MAM shows the inspiration behind the scenes

Here’s another way Disney movies have adult undertones, and it won’t even make you cringe—the designers are often inspired by famous artists, from Hiroshige to Rodin to Lichtenstein. “Animation: Art Goes to the Movies,” a special children’s exhibition at the Milwaukee Art Museum, examines the artistic origins of various animated films with distinctive aesthetics. Sometimes imagery from these films becomes better known than the works from which it borrows, at least to those who would watch them all day every day if able. I, for one, can discuss the scene where the Beast turns into a man with greater authority than I can critique Michelangelo’s Dying Slave, which Glen Keane, head animator for Beauty and the Beast, consulted. (He also referred to the paws of the family basset hound.) 

The exhibit shows the mechanics of animation, the basics of which haven’t much changed since Eadweard Muybridge first strung together pictures of a moving horse in the 1870s. It also shows that as ideas go from storyboard to screen, the museum acts as muse. 
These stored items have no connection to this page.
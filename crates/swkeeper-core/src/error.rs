//! Error types for each boundary of the library.

use thiserror::Error;

/// Errors from the cache generation store.
#[derive(Error, Debug)]
pub enum CacheError {
    #[error("Cache I/O error: {0}")]
    Io(#[from] std::io::Error),

    #[error("Corrupt cache file: {0}")]
    Corrupt(#[from] serde_json::Error),

    #[error("Invalid cache name: {0}")]
    InvalidName(String),

    #[error("Cache storage unavailable: {0}")]
    Unavailable(String),
}

/// Errors surfaced by the fetch path.
///
/// Network failures are normally absorbed by a cache lookup; they only reach
/// the caller when the cache has nothing to offer.
#[derive(Error, Debug)]
pub enum FetchError {
    #[error("Network error: {0}")]
    NetworkError(#[from] reqwest::Error),

    #[error("Offline: {0}")]
    Offline(String),

    #[error("Worker stopped before responding")]
    WorkerStopped,
}

/// Errors from worker lifecycle transitions and page/worker messaging.
#[derive(Error, Debug)]
pub enum LifecycleError {
    #[error("Invalid transition: {0}")]
    InvalidTransition(String),

    #[error("Install failed: {0}")]
    InstallFailed(String),

    #[error("Cache error: {0}")]
    Cache(#[from] CacheError),

    #[error("Unexpected reply from worker: {0}")]
    UnexpectedReply(String),

    #[error("Worker is not running")]
    WorkerGone,
}

/// Errors from durable and session key/value storage.
#[derive(Error, Debug)]
pub enum StorageError {
    #[error("Storage I/O error: {0}")]
    Io(#[from] std::io::Error),

    #[error("Failed to encode or decode stored value: {0}")]
    Serde(#[from] serde_json::Error),

    #[error("Storage lock poisoned")]
    Poisoned,
}

/// Errors from the remote version endpoint.
#[derive(Error, Debug)]
pub enum VersionCheckError {
    #[error("Network error: {0}")]
    NetworkError(#[from] reqwest::Error),

    #[error("Version endpoint returned status {0}")]
    Status(u16),

    #[error("Invalid version response: {0}")]
    InvalidResponse(String),
}
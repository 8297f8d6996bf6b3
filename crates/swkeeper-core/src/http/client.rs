//! reqwest-backed [`Network`] implementation.

use std::collections::BTreeMap;
use std::time::Duration;

use async_trait::async_trait;
use reqwest::Client;
use tracing::debug;

use super::{Network, Request, Response};
use crate::error::FetchError;

/// HTTP request timeout in seconds.
/// 30s allows for slow responses while still failing over to the cache in reasonable time.
const REQUEST_TIMEOUT_SECS: u64 = 30;

/// Network access over HTTP.
/// Clone is cheap - reqwest::Client uses Arc internally for connection pooling.
#[derive(Clone)]
pub struct HttpNetwork {
    client: Client,
}

impl HttpNetwork {
    pub fn new() -> Result<Self, FetchError> {
        let client = Client::builder()
            .timeout(Duration::from_secs(REQUEST_TIMEOUT_SECS))
            .build()?;
        Ok(Self { client })
    }
}

#[async_trait]
impl Network for HttpNetwork {
    async fn fetch(&self, request: &Request) -> Result<Response, FetchError> {
        let mut builder = self
            .client
            .request(request.method.clone(), request.url.clone());

        for (name, value) in &request.headers {
            builder = builder.header(name.as_str(), value.as_str());
        }

        let response = builder.send().await?;
        let status = response.status().as_u16();

        let mut headers = BTreeMap::new();
        for (name, value) in response.headers() {
            if let Ok(value) = value.to_str() {
                headers.insert(name.as_str().to_string(), value.to_string());
            }
        }

        let body = response.bytes().await?.to_vec();
        debug!(url = %request.url, status, bytes = body.len(), "Network response");

        Ok(Response {
            status,
            headers,
            body,
            from_cache: false,
        })
    }
}
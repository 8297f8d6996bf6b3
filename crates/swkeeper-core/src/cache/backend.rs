//! Storage backends for named caches.
//!
//! A backend knows nothing about generations or roles; it stores entries in
//! caches identified by name. [`MemoryBackend`] keeps everything in process,
//! [`DiskBackend`] writes one JSON file per cache.

use std::collections::{BTreeMap, HashMap};
use std::path::PathBuf;
use std::sync::RwLock;

use chrono::{DateTime, Utc};
use serde::{Deserialize, Serialize};
use tracing::debug;

use crate::error::CacheError;
use crate::http::Response;

/// A stored response plus the time it was captured.
#[derive(Debug, Clone, PartialEq, Eq, Serialize, Deserialize)]
pub struct CachedEntry {
    pub status: u16,
    pub headers: BTreeMap<String, String>,
    pub body: Vec<u8>,
    pub cached_at: DateTime<Utc>,
}

impl CachedEntry {
    pub fn capture(response: &Response, at: DateTime<Utc>) -> Self {
        Self {
            status: response.status,
            headers: response.headers.clone(),
            body: response.body.clone(),
            cached_at: at,
        }
    }

    pub fn to_response(&self) -> Response {
        Response {
            status: self.status,
            headers: self.headers.clone(),
            body: self.body.clone(),
            from_cache: true,
        }
    }
}

pub trait CacheBackend: Send + Sync {
    /// Names of every existing cache.
    fn cache_names(&self) -> Result<Vec<String>, CacheError>;

    /// Create the cache if it does not exist yet.
    fn create(&self, name: &str) -> Result<(), CacheError>;

    fn get(&self, name: &str, key: &str) -> Result<Option<CachedEntry>, CacheError>;

    /// Insert or overwrite an entry in an existing cache. Never creates the
    /// cache; returns `false` if it does not exist.
    fn put(&self, name: &str, key: &str, entry: CachedEntry) -> Result<bool, CacheError>;

    fn keys(&self, name: &str) -> Result<Vec<String>, CacheError>;

    /// Remove a whole cache. Returns `false` if it did not exist.
    fn delete(&self, name: &str) -> Result<bool, CacheError>;
}

// ============================================================================
// In-memory backend
// ============================================================================

#[derive(Debug, Default)]
pub struct MemoryBackend {
    caches: RwLock<HashMap<String, BTreeMap<String, CachedEntry>>>,
}

impl MemoryBackend {
    pub fn new() -> Self {
        Self::default()
    }

    fn poisoned() -> CacheError {
        CacheError::Unavailable("cache lock poisoned".to_string())
    }
}

impl CacheBackend for MemoryBackend {
    fn cache_names(&self) -> Result<Vec<String>, CacheError> {
        let caches = self.caches.read().map_err(|_| Self::poisoned())?;
        let mut names: Vec<String> = caches.keys().cloned().collect();
        names.sort();
        Ok(names)
    }

    fn create(&self, name: &str) -> Result<(), CacheError> {
        let mut caches = self.caches.write().map_err(|_| Self::poisoned())?;
        caches.entry(name.to_string()).or_default();
        Ok(())
    }

    fn get(&self, name: &str, key: &str) -> Result<Option<CachedEntry>, CacheError> {
        let caches = self.caches.read().map_err(|_| Self::poisoned())?;
        Ok(caches.get(name).and_then(|cache| cache.get(key)).cloned())
    }

    fn put(&self, name: &str, key: &str, entry: CachedEntry) -> Result<bool, CacheError> {
        let mut caches = self.caches.write().map_err(|_| Self::poisoned())?;
        match caches.get_mut(name) {
            Some(cache) => {
                cache.insert(key.to_string(), entry);
                Ok(true)
            }
            None => Ok(false),
        }
    }

    fn keys(&self, name: &str) -> Result<Vec<String>, CacheError> {
        let caches = self.caches.read().map_err(|_| Self::poisoned())?;
        Ok(caches
            .get(name)
            .map(|cache| cache.keys().cloned().collect())
            .unwrap_or_default())
    }

    fn delete(&self, name: &str) -> Result<bool, CacheError> {
        let mut caches = self.caches.write().map_err(|_| Self::poisoned())?;
        Ok(caches.remove(name).is_some())
    }
}

// ============================================================================
// Disk backend
// ============================================================================

#[derive(Debug, Default, Serialize, Deserialize)]
struct CacheFile {
    entries: BTreeMap<String, CachedEntry>,
}

/// One `{name}.json` file per cache under `cache_dir`.
pub struct DiskBackend {
    cache_dir: PathBuf,
    // Serialises read-modify-write cycles on cache files.
    lock: RwLock<()>,
}

impl DiskBackend {
    pub fn new(cache_dir: PathBuf) -> Result<Self, CacheError> {
        std::fs::create_dir_all(&cache_dir)?;
        Ok(Self {
            cache_dir,
            lock: RwLock::new(()),
        })
    }

    fn cache_path(&self, name: &str) -> Result<PathBuf, CacheError> {
        if name.is_empty() || name.contains(['/', '\\']) || name.starts_with('.') {
            return Err(CacheError::InvalidName(name.to_string()));
        }
        Ok(self.cache_dir.join(format!("{}.json", name)))
    }

    fn load(&self, name: &str) -> Result<Option<CacheFile>, CacheError> {
        let path = self.cache_path(name)?;
        if !path.exists() {
            return Ok(None);
        }
        let contents = std::fs::read_to_string(&path)?;
        Ok(Some(serde_json::from_str(&contents)?))
    }

    fn save(&self, name: &str, file: &CacheFile) -> Result<(), CacheError> {
        let path = self.cache_path(name)?;
        let contents = serde_json::to_string(file)?;
        std::fs::write(&path, contents)?;
        debug!(cache = name, entries = file.entries.len(), "Cache file written");
        Ok(())
    }

    fn poisoned() -> CacheError {
        CacheError::Unavailable("cache directory lock poisoned".to_string())
    }
}

impl CacheBackend for DiskBackend {
    fn cache_names(&self) -> Result<Vec<String>, CacheError> {
        let _guard = self.lock.read().map_err(|_| Self::poisoned())?;
        let mut names = Vec::new();
        for entry in std::fs::read_dir(&self.cache_dir)? {
            let path = entry?.path();
            if path.extension().and_then(|e| e.to_str()) != Some("json") {
                continue;
            }
            if let Some(stem) = path.file_stem().and_then(|s| s.to_str()) {
                names.push(stem.to_string());
            }
        }
        names.sort();
        Ok(names)
    }

    fn create(&self, name: &str) -> Result<(), CacheError> {
        let _guard = self.lock.write().map_err(|_| Self::poisoned())?;
        if self.load(name)?.is_none() {
            self.save(name, &CacheFile::default())?;
        }
        Ok(())
    }

    fn get(&self, name: &str, key: &str) -> Result<Option<CachedEntry>, CacheError> {
        let _guard = self.lock.read().map_err(|_| Self::poisoned())?;
        Ok(self
            .load(name)?
            .and_then(|mut file| file.entries.remove(key)))
    }

    fn put(&self, name: &str, key: &str, entry: CachedEntry) -> Result<bool, CacheError> {
        let _guard = self.lock.write().map_err(|_| Self::poisoned())?;
        let Some(mut file) = self.load(name)? else {
            return Ok(false);
        };
        file.entries.insert(key.to_string(), entry);
        self.save(name, &file)?;
        Ok(true)
    }

    fn keys(&self, name: &str) -> Result<Vec<String>, CacheError> {
        let _guard = self.lock.read().map_err(|_| Self::poisoned())?;
        Ok(self
            .load(name)?
            .map(|file| file.entries.into_keys().collect())
            .unwrap_or_default())
    }

    fn delete(&self, name: &str) -> Result<bool, CacheError> {
        let _guard = self.lock.write().map_err(|_| Self::poisoned())?;
        let path = self.cache_path(name)?;
        if !path.exists() {
            return Ok(false);
        }
        std::fs::remove_file(path)?;
        Ok(true)
    }
}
The shot of Rapunzel on a swing in Tangled is a near copy of a painting by Jean-Honoré Fragonard, right down to the shoe flying off her foot. Andy Warhol’s pop art and the carved birds of American folk artists influenced Disney-Pixar’s Up, while the production designers working on Maleficent’s goons in Sleeping Beauty were inspired by artist Hieronymus Bosch. The Universal Studios art directors of The Tale of Despereaux also looked to the Golden Age of Dutch art when they fashioned the castle to look like a Vermeer painting. The exhibit makes the parallels particularly apparent by displaying a still of Despereaux's Princess Pea bathed in light from the window along with a replica of Woman Reading a Letter

Kids can match scenes from their favorite movies with more masterly works of art. The twisting staircase from Cinderella?—that goes with the Giovanni Battista Piranesi etching. Visitors who feel so inspired can put colored pencil to paper at one of the easels, or make their own fruit portrait head in the style of Giuseppe Arcimboldo, not to mention Despereaux’s Boldo character. This interaction has to be better for them than staring at a screen, but the exhibit might also alleviate some of your guilt for sticking them in front of Hercules for the umpteenth time. The gospel-singing muses do shimmy atop a typical Greek vase, after all. 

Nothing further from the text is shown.